Always read the fine print
A Winnipeg senior said he was fooled into thinking he was dealing with the Canadian government when he clicked on a site about renewing passport applications.
In fact, he was dealing with a private company that has no authorization to approve or deny passports at all.
Sam Bebchuk, 88, discovered his passport expired in December after his daughter had booked him an upcoming flight to North Carolina. The trip was only a few weeks away so he needed to renew his travel documents right away.
“I didn’t renew a passport before. This is the first time so I went online and the first thing I saw was ‘PassportOnline’, and it says it’ll help you do it,” said Bebchuk. “It had a little maple leaf in the corner. It really looked like a government form.”
Believing he was on an official government website, Bebchuk answered all the questions on the screen and paid $206.45 for a passport over the phone.
“They say they’ll do it all for you. You won’t have to even leave the house,” he said.
He didn’t realize at the time that he was dealing with a private company and the link he clicked on was a paid advertisement that came up first in a Google search.
Bebchuk got a package in the mail from PassportsOnline containing what looked like a government application that he filled out and sent back with new photos and his expired passport. A week later, he got a call from the company saying the paperwork wouldn’t be done in time so he’d have to go to a Passport Canada office. As for the money he paid, Bebchuk was told unfortunately he would only be refunded $70.
“They… make it look like they’re an official government website, without saying they are,” said Bebchuk’s son-in-law Allan Appel.
“I’m sure it’s legal, but very misleading,” Appel said, adding it seems those who use the service might not be able to leave their homes or would rather not. “Older people, people maybe incapacitated because they’re looking to do this online.”
In a statement to CBC, the federal government said Passport Canada is not affiliated with PassportOnline.ca or any other third-party service provider.
On the government’s website, it warns about any third-party service providers offering passport assistance saying: “no third-party person or group can speed up the processing of your passport application” and “only passport service locations are authorized to collect passport processing fees.” The forms are available to the public free of charge.
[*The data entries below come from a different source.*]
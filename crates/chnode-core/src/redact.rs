//! Credential scrubbing for externally observable text
//!
//! Credentials travel as Basic auth and ClickHouse happily echoes user
//! names back in error bodies, so every error string built by the
//! transport and the shapers goes through a [`Redactor`] first.

use crate::Credentials;

/// Replacement for every secret occurrence
pub const REDACTED: &str = "***";

/// Maximum number of characters kept in a body excerpt
pub const EXCERPT_LIMIT: usize = 500;

/// Replaces literal secret substrings with [`REDACTED`]
#[derive(Clone, Default)]
pub struct Redactor {
    secrets: Vec<String>,
}

impl Redactor {
    /// Build a redactor from arbitrary secrets; empty strings are ignored
    pub fn new<I, S>(secrets: I) -> Self
    where
        I: IntoIterator<Item = S>,
        S: Into<String>,
    {
        let mut secrets: Vec<String> = secrets
            .into_iter()
            .map(Into::into)
            .filter(|s| !s.is_empty())
            .collect();
        // Longest first so a secret containing another is replaced whole.
        secrets.sort_by(|a, b| b.len().cmp(&a.len()).then_with(|| a.cmp(b)));
        secrets.dedup();
        Self { secrets }
    }

    /// Redactor for the username and password of a credential set
    pub fn for_credentials(credentials: &Credentials) -> Self {
        Self::new([credentials.username.as_str(), credentials.password.as_str()])
    }

    /// Replace every occurrence of every secret
    pub fn redact(&self, text: &str) -> String {
        let mut output = text.to_string();
        for secret in &self.secrets {
            if output.contains(secret.as_str()) {
                output = output.replace(secret.as_str(), REDACTED);
            }
        }
        output
    }

    /// Redacted excerpt of at most [`EXCERPT_LIMIT`] characters
    pub fn excerpt(&self, text: &str) -> String {
        self.excerpt_with_limit(text, EXCERPT_LIMIT)
    }

    /// Redacted excerpt truncated to `max_chars`, suffixed with `...` when cut
    ///
    /// Redaction runs before truncation so a secret straddling the cut
    /// cannot leave a visible prefix behind.
    pub fn excerpt_with_limit(&self, text: &str, max_chars: usize) -> String {
        let redacted = self.redact(text);
        match redacted.char_indices().nth(max_chars) {
            Some((cut, _)) => format!("{}...", &redacted[..cut]),
            None => redacted,
        }
    }
}

impl std::fmt::Debug for Redactor {
    fn fmt(&self, f: &mut std::fmt::Formatter<'_>) -> std::fmt::Result {
        f.debug_struct("Redactor")
            .field("secrets", &self.secrets.len())
            .finish()
    }
}
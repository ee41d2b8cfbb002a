//! Direct execution with `reqwest`, for running outside the host

use crate::{HttpExecutor, HttpRequest, gunzip, transport_error};
use async_trait::async_trait;
use chnode_core::{ChNodeError, ClickHouseResponse, HeaderMap, Redactor, Result};

/// Executor that opens its own connection for every request
///
/// A fresh `reqwest::Client` is built per call with idle pooling disabled,
/// so no connection outlives the request.
#[derive(Debug, Clone, Default)]
pub struct DirectExecutor;

impl DirectExecutor {
    pub fn new() -> Self {
        Self
    }

    fn build_client(&self, request: &HttpRequest, redactor: &Redactor) -> Result<reqwest::Client> {
        let mut builder = reqwest::Client::builder()
            .timeout(request.timeout)
            .pool_max_idle_per_host(0);

        if request.protocol.is_https() {
            builder = builder.danger_accept_invalid_certs(request.tls_ignore_ssl);

            if let Some(ca) = &request.tls.ca {
                let certs = reqwest::Certificate::from_pem_bundle(ca.as_bytes()).map_err(|e| {
                    ChNodeError::configuration(format!("Invalid CA certificate: {}", e))
                })?;
                for cert in certs {
                    builder = builder.add_root_certificate(cert);
                }
            }

            if request.tls.passphrase.is_some() {
                return Err(ChNodeError::configuration(
                    "Encrypted client keys are not supported; provide an unencrypted PEM key",
                ));
            }

            match (&request.tls.cert, &request.tls.key) {
                (Some(cert), Some(key)) => {
                    let pem = format!("{}\n{}", cert.trim_end(), key.trim_end());
                    let identity = reqwest::Identity::from_pem(pem.as_bytes()).map_err(|e| {
                        ChNodeError::configuration(format!("Invalid client certificate: {}", e))
                    })?;
                    builder = builder.identity(identity);
                }
                (Some(_), None) | (None, Some(_)) => {
                    return Err(ChNodeError::configuration(
                        "Client certificate and client key must be provided together",
                    ));
                }
                (None, None) => {}
            }
        }

        builder
            .build()
            .map_err(|e| transport_error(e, redactor))
    }
}

#[async_trait]
impl HttpExecutor for DirectExecutor {
    fn name(&self) -> &'static str {
        "direct"
    }

    async fn execute(
        &self,
        request: &HttpRequest,
        redactor: &Redactor,
    ) -> Result<ClickHouseResponse> {
        let client = self.build_client(request, redactor)?;

        let mut builder = client.post(&request.url).body(request.body.clone());
        for (name, value) in &request.headers {
            builder = builder.header(name.as_str(), value.as_str());
        }

        let timeout_ms = u64::try_from(request.timeout.as_millis()).unwrap_or(u64::MAX);
        let map_err = |err: reqwest::Error| {
            if err.is_timeout() {
                ChNodeError::Timeout { timeout_ms }
            } else {
                transport_error(err, redactor)
            }
        };

        let response = builder.send().await.map_err(map_err)?;
        let status = response.status().as_u16();
        let headers = collect_headers(response.headers());
        let raw = response.bytes().await.map_err(map_err)?;

        let encoding = headers
            .get("content-encoding")
            .map(|v| v.to_ascii_lowercase())
            .unwrap_or_default();
        let bytes = if encoding.contains("gzip") {
            gunzip(&raw).map_err(|e| transport_error(e, redactor))?
        } else {
            raw.to_vec()
        };

        tracing::trace!(status, body_bytes = bytes.len(), "direct response received");
        Ok(ClickHouseResponse {
            status,
            headers,
            body: String::from_utf8_lossy(&bytes).into_owned(),
        })
    }
}

fn collect_headers(headers: &reqwest::header::HeaderMap) -> HeaderMap {
    let mut result = HeaderMap::new();
    for name in headers.keys() {
        let joined = headers
            .get_all(name)
            .iter()
            .map(|value| String::from_utf8_lossy(value.as_bytes()).into_owned())
            .collect::<Vec<_>>()
            .join(", ");
        result.insert(name.as_str().to_ascii_lowercase(), joined);
    }
    result
}
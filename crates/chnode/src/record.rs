//! Output records handed back to the host

use chnode_core::{ChNodeError, JsonObject, Result};
use serde::Serialize;
use serde_json::Value;

/// Index of the input item a record was derived from
#[derive(Debug, Clone, Copy, PartialEq, Eq, Serialize)]
pub struct PairedItem {
    pub item: usize,
}

/// One output record: `{json, pairedItem: {item}}`
#[derive(Debug, Clone, PartialEq, Serialize)]
#[serde(rename_all = "camelCase")]
pub struct NodeRecord {
    pub json: JsonObject,
    pub paired_item: PairedItem,
}

impl NodeRecord {
    pub fn new(json: JsonObject, item: usize) -> Self {
        Self {
            json,
            paired_item: PairedItem { item },
        }
    }

    /// Record from any value serializing to a JSON object
    pub fn from_serialize<T: Serialize>(value: &T, item: usize) -> Result<Self> {
        match serde_json::to_value(value)? {
            Value::Object(json) => Ok(Self::new(json, item)),
            other => Err(ChNodeError::Serialization(serde::ser::Error::custom(
                format!("expected a JSON object, got {}", value_kind(&other)),
            ))),
        }
    }

    /// `{error: message}` for a failed item under continue-on-fail
    pub fn error(error: &ChNodeError, item: usize) -> Self {
        let mut json = JsonObject::new();
        json.insert("error".to_string(), Value::String(error.to_string()));
        Self::new(json, item)
    }
}

fn value_kind(value: &Value) -> &'static str {
    match value {
        Value::Null => "null",
        Value::Bool(_) => "a boolean",
        Value::Number(_) => "a number",
        Value::String(_) => "a string",
        Value::Array(_) => "an array",
        Value::Object(_) => "an object",
    }
}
“We advise the public to be cautious of organizations that claim to offer “support” to Canadian citizens who want to apply for a passport or travel document, by selling information kits that outline application procedures, or falsely claim to be able to fast track the passport or travel document application process for an additional fee,” wrote Immigration, Refugees and Citizenship Canada spokesperson Nancy Chan.
Toronto resident Eric Glavin, 51, had a similar experience.
Like Bebchuk, the Ryerson University employee thought he was renewing his passport online. He paid $186 and received an application form in the mail. But as he was filling it out, he realized the paperwork wouldn’t be complete in time unless he went to a Passport Canada office in person — so he went to one of Passport Canada’s offices.
“I said ‘my application is already online and I’m just going through the procedure of doing it in person’. And she was like ‘No.’ I said ‘what do you mean’ and she said ‘no you’re not in the system,'” said Glavin.
“I was like ‘oh, that’s weird’…Then she said ‘okay you owe us $180.'”
Glavin said that’s when he realized he hadn’t been dealing with Passport Canada online, but a private company.
“I was like I’m so stupid. What was I doing? I just threw all my information out at these people and didn’t even think about what kind of services they were providing or whether this was a legitimate service,” said Glavin.
When he got home, he re-read all the paperwork that had been mailed to him and realized the fee wasn’t for a passport renewal after all. It was for the company to act as a middle man.
“I paid for this fee which was to have the passport vetted and my application vetted in some way. And that yes, in fact, I did owe another $180 for the passport. And I was like, I had ignored all that fine print, because I just thought oh yeah, okay this is the fee, blah blah blah and just hadn’t really been paying attention and then I felt really, really stupid,” said Glavin.
Both Bebchuk and Glavin contacted their local Better Business Bureaus. They also called PassportOnline.ca to ask for their money back.
Glavin was told he would get $111 back, but that the company would keep $75 for the work it had done.
Bebchuk was told the same, but eventually got a full refund.
“I didn’t even expect to get the $70 but maybe I disturbed something by calling Better Business Bureau and they returned my money,” said Bebchuk.
“They have a good operation because people send them money. And especially seniors, seniors who rely on help. I didn’t want to bother my son-in-law and say come with me to the passport office. Really and truly I’m not a needy person, I wanted to save him the trouble,” said Bebchuk.
“He knows how to use a computer, he’s pretty quick on the draw. We can all be fooled. You don’t have to be dumb to be fooled,” said Appel.
Repeated calls to PassportOnline.ca were not returned.